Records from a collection
★ ★ ★
//! Chart kinds, the columns each role may bind to, and validation of a role selection.

use crate::classify::ColumnClasses;
use crate::error::RenderError;

#[derive(Debug, Default, Clone, Copy, PartialEq, Eq, Hash)]
pub enum ChartKind {
    #[default]
    Bar,
    Line,
    Scatter,
    Box,
    Histogram,
}

impl ChartKind {
    pub const ALL: [Self; 5] = [
        Self::Bar,
        Self::Line,
        Self::Scatter,
        Self::Box,
        Self::Histogram,
    ];

    pub fn as_str(self) -> &'static str {
        match self {
            Self::Bar => "bar",
            Self::Line => "line",
            Self::Scatter => "scatter",
            Self::Box => "box",
            Self::Histogram => "histogram",
        }
    }

    /// Name shown in the chart type selector.
    pub fn label(self) -> &'static str {
        match self {
            Self::Bar => "Bar Chart",
            Self::Line => "Line Chart",
            Self::Scatter => "Scatter Plot",
            Self::Box => "Box Plot",
            Self::Histogram => "Histogram",
        }
    }

    /// Legal columns per role for this kind, given the current table's classes.
    pub fn role_domains(self, classes: &ColumnClasses, all_columns: &[String]) -> RoleDomains {
        let numeric = || classes.numeric.clone();
        let categorical = || classes.categorical.clone();
        match self {
            Self::Bar | Self::Line => RoleDomains {
                x: Some(RoleDomain::required("X-axis", all_columns.to_vec())),
                y: Some(RoleDomain::required("Y-axis", numeric())),
                color: Some(RoleDomain::optional("Color by", categorical())),
            },
            Self::Scatter => RoleDomains {
                x: Some(RoleDomain::required("X-axis", numeric())),
                y: Some(RoleDomain::required("Y-axis", numeric())),
                color: Some(RoleDomain::optional("Color by", categorical())),
            },
            Self::Box => RoleDomains {
                x: Some(RoleDomain::optional("Group by", categorical())),
                y: Some(RoleDomain::required("Values", numeric())),
                color: None,
            },
            Self::Histogram => RoleDomains {
                x: Some(RoleDomain::required("Column", numeric())),
                y: None,
                color: Some(RoleDomain::optional("Color by", categorical())),
            },
        }
    }
}

/// A chart parameter slot.
#[derive(Debug, Clone, Copy, PartialEq, Eq, Hash)]
pub enum Role {
    X,
    Y,
    Color,
}

impl Role {
    pub fn as_str(self) -> &'static str {
        match self {
            Self::X => "x",
            Self::Y => "y",
            Self::Color => "color",
        }
    }
}

/// Columns a role may bind to, and whether it must be bound.
#[derive(Debug, Clone, PartialEq, Eq)]
pub struct RoleDomain {
    /// Selector label
    pub label: &'static str,
    pub columns: Vec<String>,
    pub required: bool,
}

impl RoleDomain {
    fn required(label: &'static str, columns: Vec<String>) -> Self {
        Self {
            label,
            columns,
            required: true,
        }
    }

    fn optional(label: &'static str, columns: Vec<String>) -> Self {
        Self {
            label,
            columns,
            required: false,
        }
    }

    pub fn contains(&self, column: &str) -> bool {
        self.columns.iter().any(|c| c == column)
    }
}

/// Role domains of one chart kind. `None` means the kind does not take that role.
#[derive(Debug, Clone, PartialEq, Eq)]
pub struct RoleDomains {
    pub x: Option<RoleDomain>,
    pub y: Option<RoleDomain>,
    pub color: Option<RoleDomain>,
}

impl RoleDomains {
    pub fn get(&self, role: Role) -> Option<&RoleDomain> {
        match role {
            Role::X => self.x.as_ref(),
            Role::Y => self.y.as_ref(),
            Role::Color => self.color.as_ref(),
        }
    }
}

/// Columns picked by the user for each role, not yet checked.
#[derive(Debug, Clone, Default, PartialEq, Eq)]
pub struct RoleSelection {
    pub x: Option<String>,
    pub y: Option<String>,
    pub color: Option<String>,
}

impl RoleSelection {
    fn get(&self, role: Role) -> Option<&str> {
        match role {
            Role::X => self.x.as_deref(),
            Role::Y => self.y.as_deref(),
            Role::Color => self.color.as_deref(),
        }
    }

    /// Check every role against its domain and produce a drawable spec.
    pub fn validate(&self, kind: ChartKind, domains: &RoleDomains) -> Result<ChartSpec, RenderError> {
        let k = kind.as_str();
        for role in [Role::X, Role::Y, Role::Color] {
            let selected = self.get(role);
            match (domains.get(role), selected) {
                (None, Some(_)) => {
                    return Err(RenderError::UnsupportedRole {
                        kind: k,
                        role: role.as_str(),
                    })
                }
                (None, None) => {}
                (Some(domain), None) if domain.required => {
                    return Err(RenderError::MissingRole {
                        kind: k,
                        role: role.as_str(),
                    })
                }
                (Some(_), None) => {}
                (Some(domain), Some(column)) if !domain.contains(column) => {
                    return Err(RenderError::InvalidColumn {
                        kind: k,
                        role: role.as_str(),
                        column: column.to_string(),
                    })
                }
                (Some(_), Some(_)) => {}
            }
        }

        Ok(ChartSpec {
            kind,
            x: self.x.clone(),
            y: self.y.clone(),
            color: self.color.clone(),
        })
    }
}

/// First legal column for each required role; optional roles start unset.
pub fn default_selection(domains: &RoleDomains) -> RoleSelection {
    let pick = |domain: &Option<RoleDomain>| {
        domain
            .as_ref()
            .filter(|d| d.required)
            .and_then(|d| d.columns.first().cloned())
    };
    RoleSelection {
        x: pick(&domains.x),
        y: pick(&domains.y),
        color: pick(&domains.color),
    }
}

/// A validated chart: every bound column is legal for its role.
#[derive(Debug, Clone, PartialEq, Eq)]
pub struct ChartSpec {
    pub kind: ChartKind,
    pub x: Option<String>,
    pub y: Option<String>,
    pub color: Option<String>,
}

impl ChartSpec {
    pub fn title(&self) -> String {
        match (self.kind, self.x.as_deref(), self.y.as_deref()) {
            (ChartKind::Histogram, Some(x), _) => format!("Distribution of {}", x),
            (ChartKind::Box, None, Some(y)) => y.to_string(),
            (ChartKind::Box, Some(x), Some(y)) => format!("{} by {}", y, x),
            (_, Some(x), Some(y)) => format!("{} vs {}", y, x),
            _ => self.kind.label().to_string(),
        }
    }
}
★ ★ ★
● Exercise instructions: Copy whichever lines above contain the string "ChartKind".

● Output below:
pub enum ChartKind {
impl ChartKind {
    pub fn validate(&self, kind: ChartKind, domains: &RoleDomains) -> Result<ChartSpec, RenderError> {
    pub kind: ChartKind,
            (ChartKind::Histogram, Some(x), _) => format!("Distribution of {}", x),
            (ChartKind::Box, None, Some(y)) => y.to_string(),
            (ChartKind::Box, Some(x), Some(y)) => format!("{} by {}", y, x),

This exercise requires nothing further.